Patient-derived esophageal adenocarcinoma organ chip: a physiologically relevant platform for functional precision oncology.

BACKGROUND: Esophageal adenocarcinoma (EAC) is the sixth most deadly cancer worldwide, with increasing incidence in North America. As no targeted therapy or immunotherapy has revolutionized the management of EAC, chemotherapy is the only standard of care. Most patients with EAC experience poor outcomes because of the inherent or acquired resistance to chemotherapy. METHODS: Adapting a patient-centered approach, we leveraged a microfluidic cell culture technology platform (Emulate), organoids derived from treatment-naive patient tumors or adjacent normal tissues, and patient-matched cancer-associated or normal fibroblasts respectively, to develop a novel, physiologically relevant, high-fidelity preclinical esophagus-on-a-chip model. H&E, immunofluorescence staining, live/dead assay, LDH assay, and ELISA-based detection of tumor biomarkers were used to assess treatment responses. RESULTS: Each patient-specific stroma-inclusive microfluidic esophageal adenocarcinoma on-a-chip (EAC chip) faithfully recreates the tumor-stroma interface while preserving the full diversity of two cell types (epithelia and fibroblasts), genetic landscapes and histological architecture of the source tumors. EAC chips also accurately predict the response to neoadjuvant chemotherapy (NACT) within a clinically useful timeframe (approx. 12 days).
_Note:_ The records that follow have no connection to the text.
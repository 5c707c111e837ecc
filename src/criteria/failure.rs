//! Numeric breakdown detector.
//!
//! A norm-based test on a vector holding NaN is meaningless, so this criterion
//! looks at the raw coordinates: any NaN or infinite entry in the solution or
//! the residual fails the calculation. It never reports convergence.

use crate::core::traits::Scalar;
use crate::criteria::{CalculationStatus, CriterionKind, IterationState, StopCriterion};
use crate::error::KError;

/// Fails the calculation as soon as the solution or residual holds a non-finite value.
#[derive(Debug, Default)]
pub struct FailureCriterion {
    status: CalculationStatus,
}

impl FailureCriterion {
    pub fn new() -> Self {
        Self { status: CalculationStatus::Indeterminate }
    }
}

/// Index of the first NaN/Infinity in `v`.
fn first_non_finite<T: Scalar>(v: &[T]) -> Option<usize> {
    v.iter().position(|x| !x.is_finite())
}

impl<T: Scalar> StopCriterion<T> for FailureCriterion {
    fn evaluate(&mut self, state: &IterationState<'_, T>) -> Result<CalculationStatus, KError> {
        let bad = first_non_finite(state.residual())
            .map(|i| ("residual", i))
            .or_else(|| first_non_finite(state.solution()).map(|i| ("solution", i)));
        self.status = match bad {
            Some((name, i)) => {
                log::debug!(
                    "non-finite {name} entry at index {i} in iteration {}",
                    state.iteration()
                );
                CalculationStatus::Failed
            }
            None => CalculationStatus::Running,
        };
        Ok(self.status)
    }

    fn status(&self) -> CalculationStatus {
        self.status
    }

    fn reset(&mut self) {
        self.status = CalculationStatus::Indeterminate;
    }

    fn clone_criterion(&self) -> Box<dyn StopCriterion<T>> {
        Box::new(FailureCriterion::new())
    }

    fn kind(&self) -> CriterionKind {
        CriterionKind::Failure
    }
}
A docetaxel-based triplet chemotherapy regimen matched with the treatment of the source patient was successfully perfused through the interstitial space within this model. Therefore, EAC chips more accurately recapitulate inpatient pathological and objective responses than the corresponding static 3D-organoid-only cultures. CONCLUSIONS: Overall, this model is an effective tool for predicting patients' responses to chemotherapy and testing tumor- or stroma-targeted alternative therapies. Moreover, these high-fidelity, low-throughput EAC chips effectively complement high-throughput PDO culture-based drug testing and provide improved insights into drug efficacy before human studies.